When one of my daughters was 3 years old, she had pneumonia. She had a high fever and was lethargic. She was admitted to the hospital where she was well cared for by doctors and nurses. The respiratory therapist came in and pounded on her back. She screamed. She fought it. She resisted. But, the point of the therapy was to break up the mucous in her lungs as part of the healing process.

When a 2-year-old resists sitting in his or her car seat, some parents give up. Others continue the training process buckling them in and explaining to them that this is for their protection.

Pea Ridge schools are adopting Leader in Me training to help youngsters develop leadership skills.

Parents should consider whether they have adopted these skills, character qualities.

Parents, too, can learn the essential character qualities that help make good citizens and will foster good relationships in homes, in work, in schools, in communities.

We are each valuable. We have great potential. We must use self-discipline, self-denial, delayed gratification to reach our fullest potential. A parent cannot teach or train well what they do not possess themselves.

Parents, consider whether you are self-indulgent or always seek the path of least resistance. Then, so too, will your child, even if that means following the wrong crowd down a very self-destructive path.

Advertising campaigns bought into, fed and profited from the very self-centered ideology of the '60s and '70s -- "Have it your way," "You deserve a break today." But, if, as a parent, I always did what felt best to me, my children wouldn't have survived.

It hurts to give birth!

It hurts to begin the nursing process, to continue it, to deny yourself food that causes your baby an upset stomach.
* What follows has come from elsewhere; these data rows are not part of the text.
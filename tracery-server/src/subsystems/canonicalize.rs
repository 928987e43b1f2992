//! Screen canonicalization: raw events → canonical screens
//!
//! 1. Every event URL is reduced to a path shape (`/patients/*/edit`).
//! 2. Events are grouped by shape; this partition is deterministic and never
//!    depends on the collaborator.
//! 3. One collaborator call labels the groups, possibly merging several
//!    groups into one screen.
//! 4. Every event is mapped back to its screen through its URL shape.
//!
//! On any collaborator failure each group becomes its own "Screen N".

use std::collections::{BTreeMap, HashMap, HashSet};
use std::sync::OnceLock;

use regex::Regex;
use serde::{Deserialize, Serialize};
use tracery_core::config::PipelineConfig;
use tracery_core::models::{CanonicalScreen, CapturedEvent};
use tracery_core::{ask, Collaborator, CollaboratorError};
use url::Url;
use uuid::Uuid;

const CANONICALIZE_SYSTEM: &str = r#"You label the screens of a web application from recorded browser activity.
You receive a JSON array of URL groups: {groupId, urlPattern, sampleUrls, eventCount, sampleActions}.
Groups that show the same kind of screen should share one label.
Reply with JSON only:
{"screenTypes": [{"groupIds": [0, 2], "canonicalLabel": "Patient Detail Page", "description": "One sentence"}]}
Labels name the kind of screen, never a specific record."#;

// ============================================================================
// PUBLIC API
// ============================================================================

/// Result of canonicalizing one session's events.
#[derive(Debug, Clone, Default)]
pub struct CanonicalizeOutput {
    pub screens: Vec<CanonicalScreen>,
    /// Event index → screen id, one entry per event.
    pub event_screen_mappings: BTreeMap<usize, Uuid>,
}

/// Events sharing one normalized URL shape.
#[derive(Debug, Clone, PartialEq, Eq)]
pub struct UrlGroup {
    pub id: usize,
    pub pattern: String,
    pub event_indices: Vec<usize>,
}

/// Canonicalize `events`, assigning every event's `screen_id` as a side effect.
///
/// Never fails: a collaborator error only degrades the labels.
pub async fn canonicalize(
    events: &mut [CapturedEvent],
    collaborator: &dyn Collaborator,
    settings: &PipelineConfig,
) -> CanonicalizeOutput {
    if events.is_empty() {
        return CanonicalizeOutput::default();
    }

    let groups = group_by_pattern(events);
    let summaries = summarize_groups(&groups, events, settings);

    let screens = match ask::<_, CanonicalizationResponse>(collaborator, CANONICALIZE_SYSTEM, &summaries)
        .await
        .and_then(|response| screens_from_response(&groups, events, response))
    {
        Ok(screens) => {
            tracing::info!(
                groups = groups.len(),
                screens = screens.len(),
                backend = collaborator.name(),
                "Canonicalized screens"
            );
            screens
        }
        Err(e) => {
            tracing::warn!(
                error = %e,
                groups = groups.len(),
                "Screen labelling failed, falling back to one screen per URL pattern"
            );
            fallback_screens(&groups, events)
        }
    };

    let mappings = assign_screens(&groups, &screens, events);

    CanonicalizeOutput {
        screens,
        event_screen_mappings: mappings,
    }
}

/// Reduce a URL to its path shape. Opaque identifiers become `*`.
///
/// Numeric ids, UUIDs and tokens of 8+ ASCII alphanumerics collapse. A token
/// must contain at least one digit to count as opaque, so all-letter
/// segments like `settings` or `abcdefgh` stay literal.
pub fn normalize_url(raw: &str) -> String {
    let path = match Url::parse(raw) {
        Ok(url) => url.path().to_string(),
        Err(_) => raw.split(['?', '#']).next().unwrap_or_default().to_string(),
    };

    let segments: Vec<String> = path
        .split('/')
        .filter(|s| !s.is_empty())
        .map(normalize_segment)
        .collect();

    if segments.is_empty() {
        "/".to_string()
    } else {
        format!("/{}", segments.join("/"))
    }
}

/// Group events by URL shape, in order of first appearance.
pub fn group_by_pattern(events: &[CapturedEvent]) -> Vec<UrlGroup> {
    let mut groups: Vec<UrlGroup> = Vec::new();
    let mut by_pattern: HashMap<String, usize> = HashMap::new();

    for (index, event) in events.iter().enumerate() {
        let pattern = normalize_url(&event.url);
        let slot = *by_pattern.entry(pattern.clone()).or_insert_with(|| {
            groups.push(UrlGroup {
                id: groups.len(),
                pattern,
                event_indices: Vec::new(),
            });
            groups.len() - 1
        });
        groups[slot].event_indices.push(index);
    }

    groups
}

// ============================================================================
// Collaborator request / response
// ============================================================================

#[derive(Debug, Serialize)]
#[serde(rename_all = "camelCase")]
struct GroupSummary {
    group_id: usize,
    url_pattern: String,
    sample_urls: Vec<String>,
    event_count: usize,
    sample_actions: Vec<String>,
}

#[derive(Debug, Deserialize)]
#[serde(rename_all = "camelCase")]
struct CanonicalizationResponse {
    screen_types: Vec<ScreenType>,
}

#[derive(Debug, Deserialize)]
#[serde(rename_all = "camelCase")]
struct ScreenType {
    group_ids: Vec<usize>,
    canonical_label: String,
    #[serde(default)]
    description: String,
}

fn summarize_groups(
    groups: &[UrlGroup],
    events: &[CapturedEvent],
    settings: &PipelineConfig,
) -> Vec<GroupSummary> {
    groups
        .iter()
        .map(|group| {
            let mut sample_urls: Vec<String> = Vec::new();
            let mut sample_actions: Vec<String> = Vec::new();
            for &i in &group.event_indices {
                let event = &events[i];
                if sample_urls.len() < settings.max_sample_urls && !sample_urls.contains(&event.url) {
                    sample_urls.push(event.url.clone());
                }
                let action = event.describe_action();
                if sample_actions.len() < settings.max_sample_actions
                    && !sample_actions.contains(&action)
                {
                    sample_actions.push(action);
                }
            }
            GroupSummary {
                group_id: group.id,
                url_pattern: group.pattern.clone(),
                sample_urls,
                event_count: group.event_indices.len(),
                sample_actions,
            }
        })
        .collect()
}

/// Turn the collaborator's clusters into screens. Groups left out of every
/// cluster become singleton screens; unknown group ids are ignored and a group
/// claimed twice stays with its first cluster.
fn screens_from_response(
    groups: &[UrlGroup],
    events: &[CapturedEvent],
    response: CanonicalizationResponse,
) -> Result<Vec<CanonicalScreen>, CollaboratorError> {
    let mut claimed: HashSet<usize> = HashSet::new();
    let mut screens = Vec::new();

    for screen_type in response.screen_types {
        let label = screen_type.canonical_label.trim();
        if label.is_empty() {
            return Err(CollaboratorError::Schema(
                "screen type without canonicalLabel".to_string(),
            ));
        }

        let members: Vec<&UrlGroup> = screen_type
            .group_ids
            .iter()
            .filter_map(|id| groups.get(*id))
            .filter(|g| claimed.insert(g.id))
            .collect();

        if members.is_empty() {
            tracing::debug!(label = %label, "Screen type matched no unclaimed group, skipping");
            continue;
        }

        screens.push(build_screen(label, screen_type.description.trim(), &members, events));
    }

    for group in groups.iter().filter(|g| !claimed.contains(&g.id)) {
        screens.push(build_screen(
            &group.pattern,
            &format!("Screens matching {}", group.pattern),
            &[group],
            events,
        ));
    }

    Ok(screens)
}

fn fallback_screens(groups: &[UrlGroup], events: &[CapturedEvent]) -> Vec<CanonicalScreen> {
    groups
        .iter()
        .enumerate()
        .map(|(n, group)| {
            build_screen(
                &format!("Screen {}", n + 1),
                &format!("Screens matching {}", group.pattern),
                &[group],
                events,
            )
        })
        .collect()
}

fn build_screen(
    label: &str,
    description: &str,
    members: &[&UrlGroup],
    events: &[CapturedEvent],
) -> CanonicalScreen {
    let mut screen = CanonicalScreen::new(label, description);
    for group in members {
        screen.add_pattern(&group.pattern);
    }

    let mut indices: Vec<usize> = members
        .iter()
        .flat_map(|g| g.event_indices.iter().copied())
        .collect();
    indices.sort_unstable();
    screen.example_screenshot_path = indices
        .into_iter()
        .find_map(|i| events[i].screenshot_path.clone());

    screen
}

fn assign_screens(
    groups: &[UrlGroup],
    screens: &[CanonicalScreen],
    events: &mut [CapturedEvent],
) -> BTreeMap<usize, Uuid> {
    let by_pattern: HashMap<&str, Uuid> = screens
        .iter()
        .flat_map(|s| s.url_patterns.iter().map(move |p| (p.as_str(), s.id)))
        .collect();

    let mut mappings = BTreeMap::new();
    for group in groups {
        let Some(&screen_id) = by_pattern.get(group.pattern.as_str()) else {
            continue;
        };
        for &index in &group.event_indices {
            if !events[index].assign_screen(screen_id) {
                tracing::warn!(index, "Event already carried a screen id, keeping it");
            }
            if let Some(id) = events[index].screen_id {
                mappings.insert(index, id);
            }
        }
    }
    mappings
}

// ============================================================================
// URL segment normalization
// ============================================================================

fn id_patterns() -> &'static [Regex] {
    static PATTERNS: OnceLock<Vec<Regex>> = OnceLock::new();
    PATTERNS.get_or_init(|| {
        [
            r"^[0-9a-fA-F]{8}-[0-9a-fA-F]{4}-[0-9a-fA-F]{4}-[0-9a-fA-F]{4}-[0-9a-fA-F]{12}$",
            r"^[0-9]+$",
        ]
        .iter()
        .filter_map(|p| Regex::new(p).ok())
        .collect()
    })
}

/// 8+ ASCII alphanumerics with at least one digit, e.g. `a8f3kd92`.
fn is_opaque_token(segment: &str) -> bool {
    segment.len() >= 8
        && segment.chars().all(|c| c.is_ascii_alphanumeric())
        && segment.chars().any(|c| c.is_ascii_digit())
}

fn normalize_segment(segment: &str) -> String {
    if is_opaque_token(segment) || id_patterns().iter().any(|re| re.is_match(segment)) {
        "*".to_string()
    } else {
        segment.to_string()
    }
}

// ============================================================================
// TESTS
// ============================================================================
It is hard to get up in the middle of the night, numerous times, to care for a crying baby.

It is very difficult to tend to an infant's needs when you yourself are ill.

But, practicing self-denial, doing what is best for that baby, brings great joy and satisfaction in the long run. The same self-discipline that makes you get up in the night to care for a hungry baby is the same character quality that will help you say "no" to the 2-year-old's demands for a cookie instead of a healthy lunch, or the 15-year-old's protestations to your declining their request to go to a party where alcohol is served.

It hurts to face your teen's wrath when they're denied a request that they think is essential but you, as the adult, realize is harmful.

As parents, we need to make wise choices and help our children by model and precept.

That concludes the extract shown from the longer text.